EXERCISE:
Only the lines from the first line of the records through the line containing "Each property becomes" belong in the answer. Copy them exactly.

(Data records)

= Beginning of Section =

//! XML output for element trees and documents.

use std::io::Write;

use quick_xml::events::{BytesDecl, BytesEnd, BytesStart, Event};
use quick_xml::Writer;

use crate::{Document, Element, Error, RenderOptions, Result};

/// Tag used for property elements.
pub(crate) const PROPERTY_TAG: &str = "property";

impl Element {
    /// Convert to XML string.
    pub fn to_xml_string(&self) -> Result<String> {
        let mut output = Vec::new();
        self.write_xml(&mut output)?;
        String::from_utf8(output).map_err(|e| Error::Xml(e.to_string()))
    }

    /// Write XML to a writer.
    ///
    /// Each property becomes a `<property name type value/>` element, written
    /// before any child elements. Elements are indented by two spaces.
    pub fn write_xml<W: Write>(&self, writer: &mut W) -> Result<()> {
        let mut xml_writer = Writer::new_with_indent(writer, b' ', 2);

        xml_writer
            .write_event(Event::Decl(BytesDecl::new("1.0", Some("utf-8"), None)))
            .map_err(|e| Error::Xml(e.to_string()))?;

        write_element(&mut xml_writer, self)
    }
}

impl Document {
    /// Render the document as XML.
    pub fn to_xml_string(&self, options: &RenderOptions) -> Result<String> {
        self.to_element(options)?.to_xml_string()
    }

    /// Render the document as XML into a writer.
    pub fn write_xml<W: Write>(&self, writer: &mut W, options: &RenderOptions) -> Result<()> {
        self.to_element(options)?.write_xml(writer)
    }
}

/// Reject names that would not read back as the same element.
fn check_element_name(name: &str) -> Result<()> {
    let mut chars = name.chars();
    let valid_start = chars
        .next()
        .is_some_and(|c| c.is_alphabetic() || c == '_' || c == ':');
    let valid_rest = chars.all(|c| c.is_alphanumeric() || matches!(c, '_' | ':' | '-' | '.'));

    if !valid_start || !valid_rest {
        return Err(Error::Xml(format!("{:?} is not a valid element name", name)));
    }
    if name == PROPERTY_TAG {
        return Err(Error::Xml(format!(
            "element name {:?} is reserved for properties",
            name
        )));
    }
    Ok(())
}

fn write_element<W: Write>(writer: &mut Writer<W>, element: &Element) -> Result<()> {
    check_element_name(&element.name)?;
    let start = BytesStart::new(element.name.as_str());

    if element.properties.is_empty() && element.children.is_empty() {
        writer
            .write_event(Event::Empty(start))
            .map_err(|e| Error::Xml(e.to_string()))?;
        return Ok(());
    }

    writer
        .write_event(Event::Start(start))
        .map_err(|e| Error::Xml(e.to_string()))?;

    for property in &element.properties {
        let mut elem = BytesStart::new(PROPERTY_TAG);
        elem.push_attribute(("name", property.name.as_str()));
        elem.push_attribute(("type", property.kind.as_str()));
        elem.push_attribute(("value", property.value.as_str()));
        writer
            .write_event(Event::Empty(elem))
            .map_err(|e| Error::Xml(e.to_string()))?;
    }

    for child in &element.children {
        write_element(writer, child)?;
    }

    writer
        .write_event(Event::End(BytesEnd::new(element.name.as_str())))
        .map_err(|e| Error::Xml(e.to_string()))?;

    Ok(())
}
//! IBX1 binary tree format codec.
//!
//! IBX1 is a compact binary encoding of a tree of named nodes carrying typed
//! properties. A file holds a deduplicated string table, a typed-value table
//! and a root node whose properties and children refer into those tables by
//! index. This crate decodes and encodes the format and converts documents
//! to and from an XML form that is easy to read and edit.
//!
//! # File Layout
//!
//! - `IBX1` signature
//! - String table: count, then length-prefixed NUL-terminated UTF-8 strings
//! - Typed-value table: count, then tagged values
//! - Encoding flag byte (`0x01`)
//! - Root node, recursively: marker, name, property and child counts,
//!   properties, children
//!
//! Counts and indices use a variable-width integer encoding, see [`number`].
//!
//! # Example
//!
//! ```no_run
//! use ibx_format::{Decoded, Document, RenderOptions};
//!
//! let data = std::fs::read("settings.dat")?;
//!
//! match Document::decode(&data)? {
//!     Decoded::Document(document) => {
//!         println!("{}", document.to_xml_string(&RenderOptions::default())?);
//!     }
//!     Decoded::Passthrough(bytes) => println!("not IBX1, {} bytes", bytes.len()),
//! }
//! # Ok::<(), Box<dyn std::error::Error>>(())
//! ```

mod builder;
mod document;
mod error;
pub mod header;
mod node;
pub mod number;
mod options;
mod property;
mod table;
mod tree;
mod value;

#[cfg(feature = "xml")]
mod from_xml;
#[cfg(feature = "xml")]
mod xml;

pub use builder::DocumentBuilder;
pub use document::{Decoded, Document};
pub use error::{Error, Result};
pub use header::MAGIC;
pub use node::{Node, MAX_DEPTH};
pub use options::{BuildOptions, RenderOptions};
pub use property::Property;
pub use table::{StringTable, ValueTable};
pub use tree::{Element, PropertyEntry};
pub use value::{TypedValue, ValueKind};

= End of Section =

TASK OUTPUT:
//! XML output for element trees and documents.

use std::io::Write;

use quick_xml::events::{BytesDecl, BytesEnd, BytesStart, Event};
use quick_xml::Writer;

use crate::{Document, Element, Error, RenderOptions, Result};

/// Tag used for property elements.
pub(crate) const PROPERTY_TAG: &str = "property";

impl Element {
    /// Convert to XML string.
    pub fn to_xml_string(&self) -> Result<String> {
        let mut output = Vec::new();
        self.write_xml(&mut output)?;
        String::from_utf8(output).map_err(|e| Error::Xml(e.to_string()))
    }

    /// Write XML to a writer.
    ///
    /// Each property becomes a `<property name type value/>` element, written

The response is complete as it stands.